Posted by: admin on: July 29, 2011

  • I see a lot of patients who are sent to me for evaluation of dizziness.  On the surface you wouldn’t think a cardiologist would have much to do with a symptom that relates more to the head than the heart, but there is some logic to it—poor blood flow to the brain could lead to dizziness and, since blood flow starts in the heart that could be the place to look. While it is true that diminished (or occasional absence of) blood flow from the heart can render a person devoid of the faculties that allow for stable upright posture, true dizziness is rarely the result of impairment of the cardiovascular system.

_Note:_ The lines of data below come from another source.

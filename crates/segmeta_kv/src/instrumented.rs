//! Recording store wrapper.
//!
//! [`InstrumentedKv`] wraps any other [`TxnKv`] and keeps a log of every
//! mutating call that reached the inner store. It can also be told to fail
//! reads or to fail writes after a number of successful transactions, which
//! is how partial multi-chunk commits are exercised.

use crate::error::{KvError, KvResult};
use crate::kv::{KvBatch, TxnKv};
use parking_lot::Mutex;

/// The primitive a recorded transaction went through.
#[derive(Debug, Clone, Copy, PartialEq, Eq)]
pub enum TxnKind {
    /// `save`
    Save,
    /// `remove`
    Remove,
    /// `multi_save`
    MultiSave,
    /// `multi_remove`
    MultiRemove,
    /// `multi_save_and_remove`
    MultiSaveAndRemove,
}

/// One mutating call that was applied to the inner store.
#[derive(Debug, Clone, PartialEq, Eq)]
pub struct TxnRecord {
    /// Which primitive was called.
    pub kind: TxnKind,
    /// Keys written, in key order.
    pub saves: Vec<String>,
    /// Keys removed, in call order.
    pub removals: Vec<String>,
}

impl TxnRecord {
    /// Total number of operations in this transaction.
    #[must_use]
    pub fn ops(&self) -> usize {
        self.saves.len() + self.removals.len()
    }
}

#[derive(Debug, Default)]
struct Faults {
    /// Number of further writes allowed before every write fails.
    writes_left: Option<usize>,
    fail_reads: bool,
}

/// A store wrapper that records transactions and injects failures.
#[derive(Debug)]
pub struct InstrumentedKv<K> {
    inner: K,
    log: Mutex<Vec<TxnRecord>>,
    faults: Mutex<Faults>,
}

impl<K: TxnKv> InstrumentedKv<K> {
    /// Wraps `inner`.
    pub fn new(inner: K) -> Self {
        Self {
            inner,
            log: Mutex::new(Vec::new()),
            faults: Mutex::new(Faults::default()),
        }
    }

    /// Returns the wrapped store.
    pub fn inner(&self) -> &K {
        &self.inner
    }

    /// Returns every applied transaction in order.
    pub fn transactions(&self) -> Vec<TxnRecord> {
        self.log.lock().clone()
    }

    /// Number of applied transactions.
    pub fn txn_count(&self) -> usize {
        self.log.lock().len()
    }

    /// Total number of keys written across all applied transactions.
    pub fn saved_key_count(&self) -> usize {
        self.log.lock().iter().map(|t| t.saves.len()).sum()
    }

    /// Forgets all recorded transactions.
    pub fn reset_log(&self) {
        self.log.lock().clear();
    }

    /// Lets `n` more writes through, then fails every write.
    pub fn fail_writes_after(&self, n: usize) {
        self.faults.lock().writes_left = Some(n);
    }

    /// Makes every read fail.
    pub fn fail_reads(&self) {
        self.faults.lock().fail_reads = true;
    }

    /// Clears all injected failures.
    pub fn heal(&self) {
        *self.faults.lock() = Faults::default();
    }

    fn check_read(&self) -> KvResult<()> {
        if self.faults.lock().fail_reads {
            return Err(KvError::unavailable("injected read failure"));
        }
        Ok(())
    }

    fn check_write(&self) -> KvResult<()> {
        if self.faults.lock().writes_left == Some(0) {
            return Err(KvError::unavailable("injected write failure"));
        }
        Ok(())
    }

    /// Charges one applied write against the `fail_writes_after` budget.
    fn spend_write(&self) {
        if let Some(left) = &mut self.faults.lock().writes_left {
            *left = left.saturating_sub(1);
        }
    }

    fn record(&self, kind: TxnKind, saves: Vec<String>, removals: Vec<String>) {
        self.spend_write();
        self.log.lock().push(TxnRecord {
            kind,
            saves,
            removals,
        });
    }
}

impl<K: TxnKv> TxnKv for InstrumentedKv<K> {
    fn load(&self, key: &str) -> KvResult<Vec<u8>> {
        self.check_read()?;
        self.inner.load(key)
    }

    fn save(&self, key: &str, value: &[u8]) -> KvResult<()> {
        self.check_write()?;
        self.inner.save(key, value)?;
        self.record(TxnKind::Save, vec![key.to_string()], Vec::new());
        Ok(())
    }

    fn remove(&self, key: &str) -> KvResult<()> {
        self.check_write()?;
        self.inner.remove(key)?;
        self.record(TxnKind::Remove, Vec::new(), vec![key.to_string()]);
        Ok(())
    }

    fn multi_save(&self, kvs: &KvBatch) -> KvResult<()> {
        self.check_write()?;
        self.inner.multi_save(kvs)?;
        self.record(TxnKind::MultiSave, kvs.keys().cloned().collect(), Vec::new());
        Ok(())
    }

    fn multi_remove(&self, keys: &[String]) -> KvResult<()> {
        self.check_write()?;
        self.inner.multi_remove(keys)?;
        self.record(TxnKind::MultiRemove, Vec::new(), keys.to_vec());
        Ok(())
    }

    fn multi_save_and_remove(&self, saves: &KvBatch, removals: &[String]) -> KvResult<()> {
        self.check_write()?;
        self.inner.multi_save_and_remove(saves, removals)?;
        self.record(
            TxnKind::MultiSaveAndRemove,
            saves.keys().cloned().collect(),
            removals.to_vec(),
        );
        Ok(())
    }

    fn load_with_prefix(&self, prefix: &str) -> KvResult<Vec<(String, Vec<u8>)>> {
        self.check_read()?;
        self.inner.load_with_prefix(prefix)
    }
}

#[cfg(test)]
mod tests {
    use super::*;
    use crate::memory::InMemoryKv;

    #[test]
    fn records_applied_transactions() {
        let kv = InstrumentedKv::new(InMemoryKv::new());
        kv.save("a", b"1").unwrap();
        kv.multi_remove(&["a".to_string()]).unwrap();

        let log = kv.transactions();
        assert_eq!(log.len(), 2);
        assert_eq!(log[0].kind, TxnKind::Save);
        assert_eq!(log[1].kind, TxnKind::MultiRemove);
        assert_eq!(log[1].ops(), 1);
    }

    #[test]
    fn rejected_transactions_are_not_recorded() {
        let kv = InstrumentedKv::new(InMemoryKv::with_max_txn_ops(1));
        let mut batch = KvBatch::new();
        batch.insert("a".to_string(), vec![]);
        batch.insert("b".to_string(), vec![]);
        assert!(kv.multi_save(&batch).is_err());
        assert_eq!(kv.txn_count(), 0);
    }

    #[test]
    fn fail_writes_after_lets_n_through() {
        let kv = InstrumentedKv::new(InMemoryKv::new());
        kv.fail_writes_after(1);
        assert!(kv.save("a", b"1").is_ok());
        assert!(matches!(kv.save("b", b"2"), Err(KvError::Unavailable(_))));
        assert_eq!(kv.inner().keys(), vec!["a".to_string()]);

        kv.heal();
        assert!(kv.save("b", b"2").is_ok());
    }

    #[test]
    fn rejected_writes_do_not_spend_budget() {
        let kv = InstrumentedKv::new(InMemoryKv::with_max_txn_ops(1));
        kv.fail_writes_after(1);
        let mut batch = KvBatch::new();
        batch.insert("a".to_string(), vec![]);
        batch.insert("b".to_string(), vec![]);
        assert!(matches!(
            kv.multi_save(&batch),
            Err(KvError::TxnTooLarge { ops: 2, max: 1 })
        ));

        assert!(kv.save("c", b"3").is_ok());
        assert!(matches!(kv.save("d", b"4"), Err(KvError::Unavailable(_))));
        assert_eq!(kv.txn_count(), 1);
    }

    #[test]
    fn fail_reads_blocks_loads_and_scans() {
        let kv = InstrumentedKv::new(InMemoryKv::new());
        kv.save("a", b"1").unwrap();
        kv.fail_reads();
        assert!(kv.load("a").is_err());
        assert!(kv.load_with_prefix("").is_err());
        assert!(kv.save("b", b"2").is_ok());
    }
}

  • Lightheadedness. If you want to experience lightheadedness, here are some things you can try. First, crouch down near the floor and stay there for about a minute. Now, abruptly jump back to the upright position. In many people this will produce a sensation of “graying out.” The sensation of lightheadedness you have relates to something called orthostatic or postural hypotension. In people (particularly people with longstanding diabetes) this can be debilitating, but in others it’s mild and quite natural. A sudden but temporary lightheadedness in this scenario can indeed be a marker for some type of transient cardiac disorder, such as a rhythm disturbance, and your best bet is to start by testing the heart. This type of lightheadedness would probably be most correctly classified as pre-syncope, a term that implies the condition of near-fainting.
  • Disequilibrium. Let’s say you’re walking down your hallway at home and you start to get the perception that you’re tipping to one side. You stagger to right yourself, but even when you’re ramrod straight and steadied against the wall you can’t escape the feeling that the world is off-kilter. Possible sources of the problem include impairment of the cerebellum of the brain (stroke, tumor), impingement of spinal cord nerves (cervical spondylosis), and generalized neurological disorders such as Parkinson’s disease.
  • Vertigo. The inner ear has an intricate mechanism, called the vestibular system, of keeping track of the movement of your head. The most common cause of this impairment is benign positional vertigo (BPV), a disorder that comes as a result of calcium debris building up in the posterior semicircular canal and typically manifests itself as a brief, sometimes intense, spinning sensation that accompanies rapid movements of the head. Laying one’s head down on the pillow of the bed seems to be a common inciting event.
  • In one published study that tallied the various causes of dizziness in a primary care clinic, the breakdown was as follows: BPV 54%; lightheadedness (presyncope) 6%; disequilibrium 2%; and psychiatric 16%. It was multifactorial in 13% and unknown in 8%.